[Information supplied — start]
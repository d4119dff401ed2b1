//! Server Implementation
//!
//! HTTP 服务器启动和管理

use std::time::Duration;

use axum::Router;
use axum::http::{HeaderValue, Method};
use tower_http::cors::{Any, CorsLayer};
use tower_http::timeout::TimeoutLayer;
use tower_http::trace::TraceLayer;

use crate::api;
use crate::core::{Config, ServerState};

/// HTTP Server
pub struct Server {
    config: Config,
    state: Option<ServerState>,
}

impl Server {
    pub fn new(config: Config) -> Self {
        Self {
            config,
            state: None,
        }
    }

    /// Create server with existing state (for sharing with tests)
    pub fn with_state(config: Config, state: ServerState) -> Self {
        Self {
            config,
            state: Some(state),
        }
    }

    /// Assemble the full application router for a state
    ///
    /// Split out of `run` so in-process tests can drive the router
    /// without binding a socket.
    pub fn build_router(state: ServerState) -> Router {
        let cors = match state.config.cors_origin.parse::<HeaderValue>() {
            Ok(origin) => CorsLayer::new()
                .allow_origin(origin)
                .allow_methods([Method::GET, Method::POST, Method::PUT, Method::DELETE])
                .allow_headers(Any),
            Err(_) => {
                tracing::warn!(
                    origin = %state.config.cors_origin,
                    "Invalid CORS_ORIGIN, falling back to allow-any"
                );
                CorsLayer::permissive()
            }
        };
        let timeout = TimeoutLayer::new(Duration::from_millis(state.config.request_timeout_ms));

        Router::new()
            .merge(api::health::router())
            .merge(api::restaurants::router())
            .merge(api::meals::router())
            .merge(api::reservations::router())
            .merge(api::metrics::router())
            .layer(TraceLayer::new_for_http())
            .layer(timeout)
            .layer(cors)
            .with_state(state)
    }

    pub async fn run(&self) -> anyhow::Result<()> {
        // Create application state if not provided
        let state = match &self.state {
            Some(s) => s.clone(),
            None => ServerState::initialize(&self.config).await,
        };

        let app = Self::build_router(state);

        let addr = std::net::SocketAddr::from(([0, 0, 0, 0], self.config.http_port));
        tracing::info!("🍽️ Moliceiro Meal Server starting on {}", addr);

        let listener = tokio::net::TcpListener::bind(addr).await?;

        let shutdown = async {
            let _ = tokio::signal::ctrl_c().await;
            tracing::info!("Shutting down...");
        };

        axum::serve(listener, app)
            .with_graceful_shutdown(shutdown)
            .await?;

        Ok(())
    }
}
//! Unified error system for the Moliceiro Meals backend
//!
//! This module provides a comprehensive error handling system with:
//! - [`ErrorCode`]: Standardized error codes for all error types
//! - [`ErrorCategory`]: Classification of errors by domain
//! - [`AppError`]: Rich error type with codes, messages, and details
//! - [`ApiResponse`]: Unified API response format
//!
//! # Error Code Ranges
//!
//! - 0xxx: General errors
//! - 4xxx: Reservation errors
//! - 6xxx: Catalog errors
//! - 9xxx: System errors
//!
//! # Example
//!
//! ```
//! use shared::error::{AppError, ErrorCode, ApiResponse};
//!
//! // Create a simple error
//! let err = AppError::new(ErrorCode::ReservationNotFound);
//!
//! // Create an error with custom message
//! let err = AppError::with_message(ErrorCode::ValidationFailed, "Invalid party size");
//!
//! // Create an error with details
//! let err = AppError::validation("Missing required field")
//!     .with_detail("field", "mealId");
//!
//! // Convert to API response
//! let response = ApiResponse::<()>::error(&err);
//! ```

mod category;
mod codes;
mod http;
mod types;

pub use category::ErrorCategory;
pub use codes::{ErrorCode, InvalidErrorCode};
pub use types::{ApiResponse, AppError, AppResult};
[Information supplied — finish]
Type out the material above once more, exactly.

#### [Solution to the exercise]
repository d4119dff401ed2b1
//! Server Implementation
//!
//! HTTP 服务器启动和管理

use std::time::Duration;

use axum::Router;
use axum::http::{HeaderValue, Method};
use tower_http::cors::{Any, CorsLayer};
use tower_http::timeout::TimeoutLayer;
use tower_http::trace::TraceLayer;

use crate::api;
use crate::core::{Config, ServerState};

/// HTTP Server
pub struct Server {
    config: Config,
    state: Option<ServerState>,
}

impl Server {
    pub fn new(config: Config) -> Self {
        Self {
            config,
            state: None,
        }
    }

    /// Create server with existing state (for sharing with tests)
    pub fn with_state(config: Config, state: ServerState) -> Self {
        Self {
            config,
            state: Some(state),
        }
    }

    /// Assemble the full application router for a state
    ///
    /// Split out of `run` so in-process tests can drive the router
    /// without binding a socket.
    pub fn build_router(state: ServerState) -> Router {
        let cors = match state.config.cors_origin.parse::<HeaderValue>() {
            Ok(origin) => CorsLayer::new()
                .allow_origin(origin)
                .allow_methods([Method::GET, Method::POST, Method::PUT, Method::DELETE])
                .allow_headers(Any),
            Err(_) => {
                tracing::warn!(
                    origin = %state.config.cors_origin,
                    "Invalid CORS_ORIGIN, falling back to allow-any"
                );
                CorsLayer::permissive()
            }
        };
        let timeout = TimeoutLayer::new(Duration::from_millis(state.config.request_timeout_ms));

        Router::new()
            .merge(api::health::router())
            .merge(api::restaurants::router())
            .merge(api::meals::router())
            .merge(api::reservations::router())
            .merge(api::metrics::router())
            .layer(TraceLayer::new_for_http())
            .layer(timeout)
            .layer(cors)
            .with_state(state)
    }

    pub async fn run(&self) -> anyhow::Result<()> {
        // Create application state if not provided
        let state = match &self.state {
            Some(s) => s.clone(),
            None => ServerState::initialize(&self.config).await,
        };

        let app = Self::build_router(state);

        let addr = std::net::SocketAddr::from(([0, 0, 0, 0], self.config.http_port));
        tracing::info!("🍽️ Moliceiro Meal Server starting on {}", addr);

        let listener = tokio::net::TcpListener::bind(addr).await?;

        let shutdown = async {
            let _ = tokio::signal::ctrl_c().await;
            tracing::info!("Shutting down...");
        };

        axum::serve(listener, app)
            .with_graceful_shutdown(shutdown)
            .await?;

        Ok(())
    }
}
//! Unified error system for the Moliceiro Meals backend
//!
//! This module provides a comprehensive error handling system with:
//! - [`ErrorCode`]: Standardized error codes for all error types
//! - [`ErrorCategory`]: Classification of errors by domain
//! - [`AppError`]: Rich error type with codes, messages, and details
//! - [`ApiResponse`]: Unified API response format
//!
//! # Error Code Ranges
//!
//! - 0xxx: General errors
//! - 4xxx: Reservation errors
//! - 6xxx: Catalog errors
//! - 9xxx: System errors
//!
//! # Example
//!
//! ```
//! use shared::error::{AppError, ErrorCode, ApiResponse};
//!
//! // Create a simple error
//! let err = AppError::new(ErrorCode::ReservationNotFound);
//!
//! // Create an error with custom message
//! let err = AppError::with_message(ErrorCode::ValidationFailed, "Invalid party size");
//!
//! // Create an error with details
//! let err = AppError::validation("Missing required field")
//!     .with_detail("field", "mealId");
//!
//! // Convert to API response
//! let response = ApiResponse::<()>::error(&err);
//! ```

mod category;
mod codes;
mod http;
mod types;

pub use category::ErrorCategory;
pub use codes::{ErrorCode, InvalidErrorCode};
pub use types::{ApiResponse, AppError, AppResult};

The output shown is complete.